//! Table-driven CRC-32 used to guard container integrity
//!
//! This is the reflected CRC-32 (polynomial `0xEDB88320`, seed `0xFFFFFFFF`,
//! final complement) used by zlib, PNG and ZIP. The 256-entry lookup table is
//! built on first use and shared by every session in the process.

use std::io::{self, Read, Seek, SeekFrom};
use std::sync::LazyLock;

/// Reflected generator polynomial
pub const POLYNOMIAL: u32 = 0xEDB8_8320;

/// Buffer size used when digesting streams
pub const STREAM_BUFFER_SIZE: usize = 16 * 1024;

static CRC_TABLE: LazyLock<[u32; 256]> = LazyLock::new(build_table);

fn build_table() -> [u32; 256] {
    let mut table = [0u32; 256];
    for (i, slot) in table.iter_mut().enumerate() {
        let mut crc = i as u32;
        for _ in 0..8 {
            crc = if crc & 1 == 1 {
                (crc >> 1) ^ POLYNOMIAL
            } else {
                crc >> 1
            };
        }
        *slot = crc;
    }
    table
}

/// Shared lookup table
pub fn table() -> &'static [u32; 256] {
    &CRC_TABLE
}

/// Streaming CRC-32 digest
#[derive(Debug, Clone, Copy)]
pub struct Crc32 {
    state: u32,
}

impl Default for Crc32 {
    fn default() -> Self {
        Self::new()
    }
}

impl Crc32 {
    /// Start a new digest
    pub const fn new() -> Self {
        Self { state: 0xFFFF_FFFF }
    }

    /// Fold `data` into the digest
    pub fn update(&mut self, data: &[u8]) {
        let table = table();
        let mut crc = self.state;
        for &byte in data {
            crc = (crc >> 8) ^ table[((crc ^ u32::from(byte)) & 0xFF) as usize];
        }
        self.state = crc;
    }

    /// Finish the digest
    pub const fn finalize(self) -> u32 {
        self.state ^ 0xFFFF_FFFF
    }
}

/// CRC-32 of a byte slice
pub fn crc32(data: &[u8]) -> u32 {
    let mut digest = Crc32::new();
    digest.update(data);
    digest.finalize()
}

/// CRC-32 of everything remaining in `reader`
pub fn crc32_reader<R: Read>(reader: &mut R) -> io::Result<u32> {
    let mut digest = Crc32::new();
    let mut buffer = vec![0u8; STREAM_BUFFER_SIZE];
    loop {
        let n = match reader.read(&mut buffer) {
            Ok(0) => break,
            Ok(n) => n,
            Err(e) if e.kind() == io::ErrorKind::Interrupted => continue,
            Err(e) => return Err(e),
        };
        digest.update(&buffer[..n]);
    }
    Ok(digest.finalize())
}

/// CRC-32 of `[offset, EOF)`
///
/// Leaves the reader positioned at end of stream.
pub fn crc32_from_offset<R: Read + Seek>(reader: &mut R, offset: u64) -> io::Result<u32> {
    reader.seek(SeekFrom::Start(offset))?;
    crc32_reader(reader)
}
###
■ **EXERCISE REQUIREMENTS**: Transcribe the data in full, keeping every character.

■ **TASK ANSWER**:
//! Table-driven CRC-32 used to guard container integrity
//!
//! This is the reflected CRC-32 (polynomial `0xEDB88320`, seed `0xFFFFFFFF`,
//! final complement) used by zlib, PNG and ZIP. The 256-entry lookup table is
//! built on first use and shared by every session in the process.

use std::io::{self, Read, Seek, SeekFrom};
use std::sync::LazyLock;

/// Reflected generator polynomial
pub const POLYNOMIAL: u32 = 0xEDB8_8320;

/// Buffer size used when digesting streams
pub const STREAM_BUFFER_SIZE: usize = 16 * 1024;

static CRC_TABLE: LazyLock<[u32; 256]> = LazyLock::new(build_table);

fn build_table() -> [u32; 256] {
    let mut table = [0u32; 256];
    for (i, slot) in table.iter_mut().enumerate() {
        let mut crc = i as u32;
        for _ in 0..8 {
            crc = if crc & 1 == 1 {
                (crc >> 1) ^ POLYNOMIAL
            } else {
                crc >> 1
            };
        }
        *slot = crc;
    }
    table
}

/// Shared lookup table
pub fn table() -> &'static [u32; 256] {
    &CRC_TABLE
}

/// Streaming CRC-32 digest
#[derive(Debug, Clone, Copy)]
pub struct Crc32 {
    state: u32,
}

impl Default for Crc32 {
    fn default() -> Self {
        Self::new()
    }
}

impl Crc32 {
    /// Start a new digest
    pub const fn new() -> Self {
        Self { state: 0xFFFF_FFFF }
    }

    /// Fold `data` into the digest
    pub fn update(&mut self, data: &[u8]) {
        let table = table();
        let mut crc = self.state;
        for &byte in data {
            crc = (crc >> 8) ^ table[((crc ^ u32::from(byte)) & 0xFF) as usize];
        }
        self.state = crc;
    }

    /// Finish the digest
    pub const fn finalize(self) -> u32 {
        self.state ^ 0xFFFF_FFFF
    }
}

/// CRC-32 of a byte slice
pub fn crc32(data: &[u8]) -> u32 {
    let mut digest = Crc32::new();
    digest.update(data);
    digest.finalize()
}

/// CRC-32 of everything remaining in `reader`
pub fn crc32_reader<R: Read>(reader: &mut R) -> io::Result<u32> {
    let mut digest = Crc32::new();
    let mut buffer = vec![0u8; STREAM_BUFFER_SIZE];
    loop {
        let n = match reader.read(&mut buffer) {
            Ok(0) => break,
            Ok(n) => n,
            Err(e) if e.kind() == io::ErrorKind::Interrupted => continue,
            Err(e) => return Err(e),
        };
        digest.update(&buffer[..n]);
    }
    Ok(digest.finalize())
}

/// CRC-32 of `[offset, EOF)`
///
/// Leaves the reader positioned at end of stream.
pub fn crc32_from_offset<R: Read + Seek>(reader: &mut R, offset: u64) -> io::Result<u32> {
    reader.seek(SeekFrom::Start(offset))?;
    crc32_reader(reader)
}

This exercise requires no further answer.